The number 3 appears 2 times.

Since 2 > 1, 3 belongs in the answer.

Example 2:

Input:  nums = [1]
Output: [1]

Here:

n = 1
floor(n / 3) = 0

The number 1 appears once.

Since 1 > 0, it belongs in the answer.

Example 3:

Input:  nums = [1,2]
Output: [1,2]

Here:

n = 2
floor(n / 3) = 0

Both 1 and 2 appear once.

Since 1 > 0, both values belong in the answer.

Example 4:

Input:  nums = [1,1,1,3,3,2,2,2]
Output: [1,2]

Here:

n = 8
floor(n / 3) = 2

The number 1 appears 3 times.

The number 2 appears 3 times.

Both are greater than 2.

First Thought: Count Every Number

The simplest solution is to count the frequency of every number with a hash map.

Then return every number whose count is greater than n // 3.

class Solution:
    def majorityElement(self, nums: list[int]) -> list[int]:
        count = {}

        for num in nums:
            count[num] = count.get(num, 0) + 1

        limit = len(nums) // 3
        ans = []

        for num, freq in count.items():
            if freq > limit:
                ans.append(num)

        return ans

This is easy to understand and runs in linear time.

Problem With Counting

The hash map may store every distinct number.

For example:

nums = [1,2,3,4,5]

The hash map stores all five values.

So the space complexity is:

O(n)

The follow-up asks whether we can solve the problem in linear time and constant extra space. That means we should avoid storing all frequencies.

Key Insight

There can be at most two elements that appear more than floor(n / 3) times.

Why?

Suppose three different values all appear more than n / 3 times.

Then together, their total count would be more than:

n / 3 + n / 3 + n / 3 = n

That would require more than n elements, which is impossible.

So we only need to track two possible candidates.

This leads to the extended Boyer-Moore voting algorithm.

Algorithm

We use two candidates and two counters:

cand1 = None
cand2 = None
count1 = 0
count2 = 0

The first pass finds possible candidates.

For each num:

  1. If num == cand1, increment count1.
  2. Else if num == cand2, increment count2.
  3. Else if count1 == 0, set cand1 = num and count1 = 1.
  4. Else if count2 == 0, set cand2 = num and count2 = 1.
  5. Else decrement both counters.

The decrement step means we found three different values:

cand1, cand2, num

One occurrence of each can be removed from consideration.

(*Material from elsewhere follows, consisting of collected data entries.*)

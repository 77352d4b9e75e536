//! PDF text extraction.

use async_trait::async_trait;
use std::sync::Arc;

use crate::extractors::Extractor;
use crate::traits::fetcher::Fetcher;
use crate::types::extraction::ExtractionResult;

/// Pages decoded per document; PDFs beyond this are summarized from
/// their head.
const DEFAULT_PAGE_CAP: usize = 10;

/// Maximum lines captured under one section label.
const SECTION_LINE_CAP: usize = 30;

/// Section labels the structured summary looks for, as labeled lines.
const SECTION_LABELS: [&str; 6] = [
    "abstract",
    "introduction",
    "methodology",
    "methods",
    "conclusion",
    "keywords",
];

/// Extracts text from PDF documents page by page.
pub struct PdfExtractor<F: Fetcher> {
    fetcher: Arc<F>,
    page_cap: usize,
}

impl<F: Fetcher> PdfExtractor<F> {
    /// Create a PDF extractor with the default page cap.
    pub fn new(fetcher: Arc<F>) -> Self {
        Self {
            fetcher,
            page_cap: DEFAULT_PAGE_CAP,
        }
    }

    /// Set the page cap.
    pub fn with_page_cap(mut self, cap: usize) -> Self {
        self.page_cap = cap.max(1);
        self
    }
}

#[async_trait]
impl<F: Fetcher> Extractor for PdfExtractor<F> {
    async fn extract(&self, url: &str) -> ExtractionResult {
        let body = match self.fetcher.fetch(url).await {
            Ok(body) => body,
            Err(e) => return ExtractionResult::failure(url, e),
        };

        let document = match lopdf::Document::load_mem(&body.bytes) {
            Ok(doc) => doc,
            Err(e) => return ExtractionResult::failure(url, format!("malformed PDF ({e})")),
        };

        let page_numbers: Vec<u32> = document.get_pages().keys().copied().collect();
        let total_pages = page_numbers.len();
        if total_pages == 0 {
            return ExtractionResult::failure(url, "PDF contains no pages");
        }

        let mut page_texts: Vec<String> = Vec::new();
        for number in page_numbers.into_iter().take(self.page_cap) {
            match document.extract_text(&[number]) {
                Ok(text) if !text.trim().is_empty() => page_texts.push(text),
                Ok(_) => {}
                Err(e) => {
                    tracing::debug!(url = %url, page = number, error = %e, "page text layer unreadable");
                }
            }
        }

        if page_texts.is_empty() {
            return ExtractionResult::failure(url, "no extractable text layer");
        }

        let text = page_texts.join("\n\n");
        let mut content = format!(
            "PDF document: {url}\nPages extracted: {} of {total_pages}\n",
            page_texts.len()
        );
        if let Some(language) = estimate_language(&text) {
            content.push_str(&format!("Language: {language}\n"));
        }
        content.push('\n');

        if let Some(summary) = structured_summary(&text) {
            content.push_str(&summary);
            content.push('\n');
        }
        content.push_str(text.trim());

        ExtractionResult::text(content)
    }
}

/// Estimate the document language from the ratio of Latin letters to
/// all letters. Informational only.
fn estimate_language(text: &str) -> Option<String> {
    let letters: Vec<char> = text.chars().filter(|c| c.is_alphabetic()).collect();
    if letters.len() < 50 {
        return None;
    }
    let latin = letters.iter().filter(|c| c.is_ascii_alphabetic()).count();
    let ratio = latin as f64 / letters.len() as f64;
    Some(if ratio >= 0.8 {
        "Latin-script (likely English)".to_string()
    } else {
        "predominantly non-Latin script".to_string()
    })
}

/// Build a structured summary from labeled section lines. Returns
/// `None` unless at least two known labels are present.
fn structured_summary(text: &str) -> Option<String> {
    let lines: Vec<&str> = text.lines().map(str::trim).collect();

    let mut sections: Vec<(String, String)> = Vec::new();
    let mut current: Option<(String, Vec<String>)> = None;

    for line in &lines {
        if let Some(label) = match_label(line) {
            if let Some((name, body)) = current.take() {
                sections.push((name, body.join(" ")));
            }
            current = Some((label, Vec::new()));
        } else if let Some((_, body)) = current.as_mut() {
            if body.len() < SECTION_LINE_CAP && !line.is_empty() {
                body.push((*line).to_string());
            }
        }
    }
    if let Some((name, body)) = current.take() {
        sections.push((name, body.join(" ")));
    }

    sections.retain(|(_, body)| !body.is_empty());
    if sections.len() < 2 {
        return None;
    }

    let title = lines.iter().find(|l| !l.is_empty())?;
    let mut summary = format!("Document summary\nTitle: {title}\n");
    for (name, body) in &sections {
        let mut label = name.clone();
        if let Some(first) = label.get_mut(0..1) {
            first.make_ascii_uppercase();
        }
        summary.push_str(&format!("{label}: {body}\n"));
    }
    Some(summary)
}

fn match_label(line: &str) -> Option<String> {
    let lowered = line.to_ascii_lowercase();
    for label in SECTION_LABELS {
        if let Some(rest) = lowered.strip_prefix(label) {
            // A label line is the bare word, optionally punctuated
            if rest.trim_start_matches([':', '.', ' ']).is_empty() {
                return Some(label.to_string());
            }
        }
    }
    None
}

#[cfg(test)]
mod tests {
    use super::*;
    use crate::testing::MockFetcher;

    #[tokio::test]
    async fn malformed_pdf_downgrades_to_failure_text() {
        let fetcher = MockFetcher::new();
        fetcher.add_body(
            "https://papers.test/report.pdf",
            "application/pdf",
            b"this is not a pdf".to_vec(),
        );

        let extractor = PdfExtractor::new(Arc::new(fetcher));
        let result = extractor.extract("https://papers.test/report.pdf").await;

        assert!(result.content.contains("https://papers.test/report.pdf"));
        assert!(result.visualization.is_none());
    }

    #[tokio::test]
    async fn unreachable_pdf_downgrades_to_failure_text() {
        let fetcher = MockFetcher::new();
        fetcher.add_failure("https://papers.test/missing.pdf");

        let extractor = PdfExtractor::new(Arc::new(fetcher));
        let result = extractor.extract("https://papers.test/missing.pdf").await;

        assert!(result.content.contains("missing.pdf"));
    }

    #[test]
    fn structured_summary_requires_two_labeled_sections() {
        let text = "A Study of Widgets\n\nAbstract\nWidgets are useful.\n\nConclusion\nStill useful.";
        let summary = structured_summary(text).unwrap();
        assert!(summary.contains("Title: A Study of Widgets"));
        assert!(summary.contains("Abstract: Widgets are useful."));
        assert!(summary.contains("Conclusion: Still useful."));

        assert!(structured_summary("Title\n\nAbstract\nOnly one section here.").is_none());
        assert!(structured_summary("No labels at all\njust text\nmore text").is_none());
    }

    #[test]
    fn language_estimate_is_informational() {
        let latin = "The quick brown fox jumps over the lazy dog. ".repeat(5);
        assert_eq!(
            estimate_language(&latin).as_deref(),
            Some("Latin-script (likely English)")
        );
        assert!(estimate_language("short").is_none());
    }
}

This does not destroy the answer, because any true majority element has enough extra occurrences to survive this cancellation process.

After the first pass, cand1 and cand2 are only possible answers.

They are not guaranteed answers.

So we need a second pass to count their real frequencies.

Correctness

The algorithm is based on cancellation.

Whenever we see a number that matches a candidate, we increase that candidate’s counter.

Whenever we see a new number while both candidate slots are occupied, we decrement both counters. Conceptually, this removes one occurrence of three different values from the array:

candidate 1
candidate 2
current number

Removing one occurrence of three different values cannot remove all occurrences of a value that appears more than n / 3 times.

A true majority-over-third value has too many copies. After all possible cancellations, it must remain as one of the final candidates.

Since there can be at most two valid answers, tracking two candidates is enough.

The first pass only gives possible candidates, because some candidates may survive cancellation without actually appearing more than n / 3 times.

The second pass verifies the real frequencies.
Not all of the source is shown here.